LESERINNENBRIEFE :
Wo bleibt die deutsche Stimme?
■ betr.: „Spaniens Vergangenheit ist nicht vorbei“, taz vom 26. 4. 10
Der taz-Bericht über die Demonstrationen zum Amtsenthebungsverfahren gegen den spanischen Untersuchungsrichter Balthasar Garzón erschien zufällig am selben Tag, an dem sich die Bombardierung des baskischen Städtchens Guernica durch deutsche und italienische Flugzeuge im Jahre 1937 jährte. Das erste Flächenbombardement einer Zivilbevölkerung war, wie insgesamt der Einsatz der deutschen Legion Condor, eine massive Unterstützung der Franco-Truppen und ein Testfeld der deutschen Militärmaschine für den geplanten Krieg. Meines Wissens gibt es bis heute kein Bekenntnis deutscher Regierungsstellen zur Verantwortung Deutschlands für diesen barbarischen Akt.
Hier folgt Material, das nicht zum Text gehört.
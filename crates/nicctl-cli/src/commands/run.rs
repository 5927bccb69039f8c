//! `nicctl run` — Run the controller.

use std::io::BufReader;
use std::path::PathBuf;
use std::sync::Arc;
use std::sync::mpsc::Sender;

use clap::Args;
use nicctl_common::config::ControllerConfig;
use nicctl_core::link::discover_links;
use nicctl_core::migrate::MigrationConfig;
use nicctl_core::namespace::NetNs;
use nicctl_runtime::bindings::BindingTable;
use nicctl_runtime::event::read_events;
use nicctl_runtime::orchestrator::Orchestrator;
use nicctl_runtime::resolver::CgroupResolver;
use nicctl_runtime::worker::{Message, Worker};

/// Arguments for the `run` command.
#[derive(Args, Debug)]
pub struct RunArgs {
    /// IP address of this node; events for other hosts are ignored.
    #[arg(long, env = "NICCTL_NODE_IP")]
    pub node_ip: Option<String>,

    /// Newline-delimited JSON workload events; `-` reads standard input.
    #[arg(long, default_value = "-")]
    pub events: String,

    /// Interval between link-appearance probes, in milliseconds.
    #[arg(long)]
    pub poll_interval_ms: Option<u64>,

    /// Time a migrated link is given to appear, in seconds.
    #[arg(long)]
    pub link_timeout_secs: Option<u64>,

    /// Root of the cgroup pids hierarchy.
    #[arg(long)]
    pub cgroup_root: Option<PathBuf>,

    /// Only serve workloads carrying this `key=value` label.
    #[arg(long, value_parser = parse_selector, conflicts_with = "all_workloads")]
    pub selector: Option<(String, String)>,

    /// Serve every local workload regardless of labels.
    #[arg(long)]
    pub all_workloads: bool,
}

impl RunArgs {
    fn apply(&self, config: &mut ControllerConfig) {
        if let Some(ip) = &self.node_ip {
            config.node_ip.clone_from(ip);
        }
        if let Some(ms) = self.poll_interval_ms {
            config.poll_interval_ms = ms;
        }
        if let Some(secs) = self.link_timeout_secs {
            config.link_timeout_secs = secs;
        }
        if let Some(root) = &self.cgroup_root {
            config.cgroup_root.clone_from(root);
        }
        if self.all_workloads {
            config.selector = None;
        } else if let Some(selector) = &self.selector {
            config.selector = Some(selector.clone());
        }
    }
}

fn parse_selector(s: &str) -> Result<(String, String), String> {
    match s.split_once('=') {
        Some((k, v)) if !k.is_empty() => Ok((k.to_owned(), v.to_owned())),
        _ => Err(format!("expected key=value, got {s:?}")),
    }
}

/// Executes the `run` command.
///
/// # Errors
///
/// Returns an error if the configuration is invalid, the host links cannot
/// be discovered, or the worker fails.
pub fn execute(args: RunArgs, mut config: ControllerConfig) -> anyhow::Result<()> {
    args.apply(&mut config);
    config.validate()?;

    let home = NetNs::current()?;
    tracing::debug!(ns = %home, "controller namespace");
    let driver = super::links::link_driver()?;
    let links = discover_links(driver.as_ref(), &home, &config.interface_prefix)?;

    let table = Arc::new(BindingTable::new(
        links,
        home,
        driver,
        MigrationConfig {
            poll_interval: config.poll_interval(),
            timeout: config.link_timeout(),
        },
    ));
    let orchestrator = Orchestrator::new(
        &config,
        table.clone(),
        Box::new(CgroupResolver::new(config.cgroup_root.clone())),
    );
    let worker = Worker::spawn(orchestrator)?;
    tracing::info!(node_ip = %config.node_ip, "starting nic controller");

    let stop = worker.sender();
    ctrlc::set_handler(move || {
        tracing::info!("received stop signal, shutting down controller");
        let _ = stop.send(Message::Shutdown);
    })
    .map_err(|e| anyhow::anyhow!("failed to set signal handler: {e}"))?;

    spawn_feed(args.events, worker.sender())?;

    let stats = worker.join()?;
    let snapshot = table.snapshot()?;
    tracing::info!(
        handled = stats.handled,
        failed = stats.failed,
        bindings = %serde_json::to_string(&snapshot.bindings)?,
        available = snapshot.available(),
        "controller stopped"
    );
    Ok(())
}

/// Streams events from `source` into the worker on a separate thread.
/// The worker is asked to stop once the feed ends.
fn spawn_feed(source: String, sender: Sender<Message>) -> anyhow::Result<()> {
    let _feed = std::thread::Builder::new()
        .name("nicctl-feed".into())
        .spawn(move || {
            let sink = |event| sender.send(Message::Event(Box::new(event))).is_ok();
            let result = if source == "-" {
                read_events(std::io::stdin().lock(), sink)
            } else {
                match std::fs::File::open(&source) {
                    Ok(file) => read_events(BufReader::new(file), sink),
                    Err(e) => {
                        tracing::error!(path = %source, error = %e, "cannot open event feed");
                        Ok(0)
                    }
                }
            };
            match result {
                Ok(count) => tracing::info!(events = count, "event feed closed"),
                Err(e) => tracing::error!(error = %e, "event feed failed"),
            }
            let _ = sender.send(Message::Shutdown);
        })?;
    Ok(())
}

#[cfg(test)]
mod tests {
    use super::*;

    fn args() -> RunArgs {
        RunArgs {
            node_ip: Some("10.0.0.7".into()),
            events: "-".into(),
            poll_interval_ms: Some(100),
            link_timeout_secs: None,
            cgroup_root: None,
            selector: None,
            all_workloads: false,
        }
    }

    #[test]
    fn flags_override_config() {
        let mut config = ControllerConfig::default();
        args().apply(&mut config);
        assert_eq!(config.node_ip, "10.0.0.7");
        assert_eq!(config.poll_interval_ms, 100);
        assert_eq!(config.link_timeout_secs, 30);
        assert!(config.selector.is_some());
    }

    #[test]
    fn all_workloads_drops_selector() {
        let mut config = ControllerConfig::default();
        RunArgs {
            all_workloads: true,
            ..args()
        }
        .apply(&mut config);
        assert!(config.selector.is_none());
    }

    #[test]
    fn selector_parses_key_value() {
        assert_eq!(
            parse_selector("app=vpp"),
            Ok(("app".to_owned(), "vpp".to_owned()))
        );
        assert!(parse_selector("=vpp").is_err());
        assert!(parse_selector("novalue").is_err());
    }
}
Unter den Vertretern der UNO und der 26 Länder, die das Protestschreiben gegen die Amtsenthebung Garzóns unterzeichnet haben, wird Deutschland nicht erwähnt. Wo bleibt die deutsche Stimme, um die Proteste in Spanien gegen das weitere Verschweigen der Verbrechen im Bürgerkrieg und der Franco-Diktatur zu unterstützen sowie den Beitrag Nazideutschlands zum Sieg der faschistischen Truppen im Gedächtnis wachzuhalten?
Die Aufarbeitung der Gräuel faschistischer Diktaturen ist nicht nur eine rein nationale, sondern eine europäische Aufgabe. Neuer Antisemitismus und Erfolge faschistischer Parteien in mehreren EU-Ländern erfordern eine gemeinsame Antwort. EIKE HEMMER, Bremen
Ermutigendes Signal
■ betr.: „Kettenreaktion geglückt“, taz vom 26. 4. 10
Die geschlossene Menschenkette ist ein sehr ermutigendes Signal. Denn sie zeigt, dass die Anti-Atom-Bewegung alles andere als ein Auslaufmodell aus den 80er-Jahren des 20. Jahrhunderts darstellt und nichts von ihrer Bedeutung für die einfache Bevölkerung eingebüßt hat.
Und dies muss sehr hoch bewertet werden angesichts der Tatsache, dass die sozialen Probleme so groß geworden sind, dass ökologische Aspekte in Debatten nicht selten untergehen oder, dem modernen neoliberalen Zeitgeist entsprechend, als angeblich wachstumsfeindliches Luxusdenken eingestuft werden. Zudem strahlt die PR der Atomwirtschaft, die ihre alten Reaktoren gerne als „Deutschlands ungeliebteste Klimaschützer“ ausgibt, offenkundig nicht auf die breite Öffentlichkeit ab. Daher kämpfen die Oligopolisten RWE, Eon, Vattenfall und EnBW wie Don Quichotte und Sancho Pansa gegen Windmühlen und ihre Kritiker – trotz der antinachhaltigen Politik von CDU, CSU und FDP – mit viel Rückenwind!
RASMUS PH. HELT, Hamburg
Wir dürfen gespannt sein
■ betr.: „Erfolgreicher Größenwahn“, taz vom 26. 4. 10
Bemerkenswert, wie sich die Strategien der AKW-Betreiber ändern. In den 70ern und 80ern haben sie mit staatlicher Unterstützung ihre politischen Gegner niederprügeln lassen.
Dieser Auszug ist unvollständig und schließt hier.